Asturias reclama que la política energética «no la decidan las empresas»

Patronal y sindicatos forman con el Principado un frente común por Lada y CCOO reclama que se intervenga Iberdrola desde el Estado


Redaccion

Sobre el anuncio de Iberdrola de cerrar la central térmica de Lada planea un conflicto profundo sobre la preeminencia entre el interés empresarial privado y el común general; y ocurre que el campo de batalla es uno tan oscuro con tan mala prensa (menos en Asturias que en el resto de España) como la muy contaminante quema de carbón. Sin embargo, tanto el Principado como los agentes sociales --desde los sindicatos mayoritarios, UGT y CCOO, hasta la Federación Asturiana de Empresarios (FADE)-- coincidieron en apostar por formar un frente común, o al menos compaginar esfuerzos, para defender que «la política energética la hacen los gobiernos y eso está por encima de las empresas», en palabras del consejero de Industria y Empleo, Isaac Pola. Todos coincidieron en el mismo propósito, aunque en diferentes grados.

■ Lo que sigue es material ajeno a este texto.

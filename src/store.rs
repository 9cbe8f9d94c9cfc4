use std::fs;
use std::io::{self, Write};
use std::path::{Path, PathBuf};

use log::debug;
use thiserror::Error;

use crate::config::HarnessConfig;
use crate::fen::{Fen, FenError};

#[derive(Debug, Error)]
pub enum StoreError {
    #[error("no stored position at {0}")]
    NotFound(PathBuf),
    #[error("cannot access {path}: {source}")]
    Io {
        path: PathBuf,
        #[source]
        source: io::Error,
    },
    #[error("stored position at {path} is malformed: {source}")]
    InvalidFormat {
        path: PathBuf,
        #[source]
        source: FenError,
    },
}

/// The single persisted FEN that carries a game between invocations.
#[derive(Clone, Debug)]
pub struct PositionStore {
    path: PathBuf,
}

impl PositionStore {
    pub fn new(config: &HarnessConfig) -> Self {
        Self::at(&config.position_file)
    }

    pub fn at(path: impl AsRef<Path>) -> Self {
        Self { path: path.as_ref().to_path_buf() }
    }

    pub fn path(&self) -> &Path {
        &self.path
    }

    pub fn load(&self) -> Result<Fen, StoreError> {
        let raw = fs::read_to_string(&self.path).map_err(|e| match e.kind() {
            io::ErrorKind::NotFound => StoreError::NotFound(self.path.clone()),
            _ => StoreError::Io { path: self.path.clone(), source: e },
        })?;
        Fen::new(raw).map_err(|source| StoreError::InvalidFormat { path: self.path.clone(), source })
    }

    /// Replace the stored position. Readers see either the old or the new
    /// content, never a partial write.
    pub fn save(&self, position: &Fen) -> Result<(), StoreError> {
        let tmp = self.tmp_path();
        if let Err(source) = write_then_rename(&tmp, &self.path, position.raw().as_bytes()) {
            let _ = fs::remove_file(&tmp);
            return Err(StoreError::Io { path: self.path.clone(), source });
        }
        debug!("stored position {} -> {}", position, self.path.display());
        Ok(())
    }

    /// Start a new game: create the directory if needed and store `position`.
    pub fn reset(&self, position: &Fen) -> Result<(), StoreError> {
        if let Some(dir) = self.path.parent() {
            if !dir.as_os_str().is_empty() {
                fs::create_dir_all(dir).map_err(|source| StoreError::Io { path: dir.to_path_buf(), source })?;
            }
        }
        self.save(position)
    }

    fn tmp_path(&self) -> PathBuf {
        let mut name = self.path.file_name().map(|n| n.to_os_string()).unwrap_or_default();
        name.push(format!(".{}.tmp", std::process::id()));
        self.path.with_file_name(name)
    }
}

fn write_then_rename(tmp: &Path, target: &Path, bytes: &[u8]) -> io::Result<()> {
    let mut f = fs::File::create(tmp)?;
    f.write_all(bytes)?;
    f.sync_all()?;
    drop(f);
    fs::rename(tmp, target)
}
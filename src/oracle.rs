//! The engine capability the resolver talks to.

use std::fmt;
use std::io;
use std::path::PathBuf;

use thiserror::Error;

#[derive(Debug, Error)]
pub enum OracleError {
    /// The engine refused the move outright. The resolver turns this into an
    /// `illegal` decision; every other variant is fatal.
    #[error("move `{mv}` rejected: {reason}")]
    Rejected { mv: String, reason: String },
    #[error("position `{fen}` not accepted: {reason}")]
    InvalidPosition { fen: String, reason: String },
    #[error("failed to start engine {path}: {source}")]
    Spawn {
        path: PathBuf,
        #[source]
        source: io::Error,
    },
    #[error("engine i/o failed: {0}")]
    Io(#[from] io::Error),
    #[error("engine protocol error: {0}")]
    Protocol(String),
}

/// Engine score, always from White's point of view.
#[derive(Clone, Copy, Debug, PartialEq, Eq, serde::Serialize)]
#[serde(tag = "type", content = "value", rename_all = "lowercase")]
pub enum Evaluation {
    #[serde(rename = "cp")]
    Centipawns(i32),
    Mate(i32),
}

impl Evaluation {
    pub fn is_mate(&self) -> bool {
        matches!(self, Evaluation::Mate(_))
    }
}

impl fmt::Display for Evaluation {
    fn fmt(&self, f: &mut fmt::Formatter<'_>) -> fmt::Result {
        match self {
            Evaluation::Centipawns(cp) => write!(f, "cp {cp}"),
            Evaluation::Mate(n) => write!(f, "mate {n}"),
        }
    }
}

/// Anything that can hold a board, apply UCI moves to it, and search it.
pub trait Oracle {
    fn set_position(&mut self, fen: &str) -> Result<(), OracleError>;

    /// Apply one UCI move to the current board. An engine may either return
    /// `Rejected` or silently leave the board unchanged for a bad move.
    fn apply_move(&mut self, mv: &str) -> Result<(), OracleError>;

    fn position(&mut self) -> Result<String, OracleError>;

    fn best_move(&mut self) -> Result<Option<String>, OracleError>;

    fn evaluation(&mut self) -> Result<Evaluation, OracleError>;
}

impl<O: Oracle + ?Sized> Oracle for Box<O> {
    fn set_position(&mut self, fen: &str) -> Result<(), OracleError> {
        (**self).set_position(fen)
    }

    fn apply_move(&mut self, mv: &str) -> Result<(), OracleError> {
        (**self).apply_move(mv)
    }

    fn position(&mut self) -> Result<String, OracleError> {
        (**self).position()
    }

    fn best_move(&mut self) -> Result<Option<String>, OracleError> {
        (**self).best_move()
    }

    fn evaluation(&mut self) -> Result<Evaluation, OracleError> {
        (**self).evaluation()
    }
}
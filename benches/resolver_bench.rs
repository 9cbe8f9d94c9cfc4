use criterion::{criterion_group, criterion_main, Criterion, black_box};
use chess_harness::board::cozy::CozyOracle;
use chess_harness::{Fen, MoveResolver};

fn bench_resolve(c: &mut Criterion) {
    let start = Fen::startpos();
    let mut resolver = MoveResolver::new(CozyOracle::startpos());
    c.bench_function("resolve_e2e4_builtin", |ben| {
        ben.iter(|| {
            let r = resolver.apply(black_box(&start), black_box("e2e4")).expect("resolve");
            black_box(r)
        })
    });
}

criterion_group!(benches, bench_resolve);
criterion_main!(benches);
// One move per invocation against a UCI engine, with the game kept as a FEN on disk.
pub mod board;
pub mod config;
pub mod error;
pub mod fen;
pub mod game;
pub mod oracle;
pub mod resolver;
pub mod store;
pub mod uci;

pub use config::{EngineSettings, HarnessConfig};
pub use error::HarnessError;
pub use fen::Fen;
pub use game::{play_round, RoundOutcome};
pub use oracle::{Evaluation, Oracle, OracleError};
pub use resolver::{Decision, MoveResolver, Resolution};
pub use store::PositionStore;
use thiserror::Error;

use crate::config::ConfigError;
use crate::fen::FenError;
use crate::oracle::OracleError;
use crate::store::StoreError;

/// Everything that can stop a round before a decision is reached.
#[derive(Debug, Error)]
pub enum HarnessError {
    #[error(transparent)]
    Config(#[from] ConfigError),
    #[error(transparent)]
    Store(#[from] StoreError),
    #[error(transparent)]
    Fen(#[from] FenError),
    #[error("it is not white's turn in the stored position (active color `{found}`)")]
    TurnOrder { found: char },
    #[error(transparent)]
    Oracle(#[from] OracleError),
}

pub type Result<T> = std::result::Result<T, HarnessError>;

Patronal y sindicatos acudieron en la tarde de este jueves a la sede de la Presidencia del Principado un día después de conocerse el informe de la Comisión Nacional del Mercado y la Competencia (CNMC) que daba un fuerte varapalo al decreto preparado por el Ejecutivo Central para endurecer las condiciones para el cierre de la planta. Antes de la cita todos los convocados coincidieron en destacar que ese informe no es vinculante --sí es preceptivo y además Pola destacó que habitualmente «el gobierno lo tiene en cuenta»-- y que, en cierto modo, es «parcial». El más duro fue el secretario general de CCOO de Asturias, José Manuel Zapico, que reclamó al Gobierno central «que aplique el artículo 128 de la Constitución que pone la riqueza del país supeditada al interés general». Hasta el punto de la que Carta Magna prevé la posibilidad de que el Estado intervenga una empresa para preservar servicios y o recursos esenciales.

¿Lo es la térmica de Lada? Por sí sola no, pero tanto desde el gobierno como desde los sindicatos y la patronal se señaló que la supresión repentina de la energía producida por la quema de carbón podría disparar los precios de la electricidad afectando no sólo a los consumidores domésticos sino también para la industria, para la española pero singularmente para la asturiana que arrastra además desde hace años la demanda de una concreción sobre los precios sometidos a enormes altibajos. 

El secretario general de la FADE, Alberto González, recalcó su apoyo «al gobierno de Asturias porque tiene la posición más correcta y más sensata. Debe de haber una transición energética ordenada y que no sea producto de la improvisación o de una decisión unilateral de una empresa». El representante de la patronal destacó que el cierre de las térmicas podría afectar y para mal a la competitividad de la empresas asturianas y «puede condicionar por completo a nuestro país y a Asturias por su carácter industrial».

El consejero de Industria remarcó que, en la actualidad, la legislación permite al gobierno vetar el cierre de una planta si afecta a la seguridad del suministro eléctrico, y que el Ejecutivo asturiano querría que el nuevo decreto incluyera también «supuestos adicionales, desde la planificación ambiental al incremento de los costes energéticos». Además consideró «llamativo» que el informe de la CNMC se centrara en el carbón cuando su redacción atañe a todas las fuentes de energía y no sólo a la quema del mineral. De forma críptica, también apuntó a una suspicacia en este sentido el representante de la patronal al señalar que «hay ciertas tensiones entre diferentes organismo a la vista de lo que está ocurriendo».

El secretario general de UGT de Asturias, Javier Fernández Lanero, lamentó que los partidos políticos no hubieran llegado a «un consenso» en esta materia de manera que se dispusiera de una ley aprobada en el Congreso para hacer frente a la decisión de Iberdrola y no fuera necesario recurrir a un real decreto. «Exigimos un pacto de estado para la energía en el que se establezca como será el suministro, queremos un mix energético en el que estén todas las fuentes de energía y el que desde luego debe estar el carbón, como factor estratégico porque es la única fuente autóctona nacional». Lanero también destacó que el cierre de Lada podría servir de prólogo a la clausura de otras térmicas «¿y cómo nos abasteceríamos?»; además recalcó las implicaciones que tendría un cambio precipitado «en unas comarcas mineras condenadas al abandono y al desempleo y la influencia que tendría en el puerto de El Musel».

Apenas un 10% del carbón que se quema en las térmicas procede de explotaciones nacionales, y hay plantas en las que se usa exclusivamente mineral de importación. Pero ese producto entra a través de los puertos, como el de Gijón, por centenares de miles de toneladas, por lo que el cierre afectaría también de forma fundamental al sector del transporte.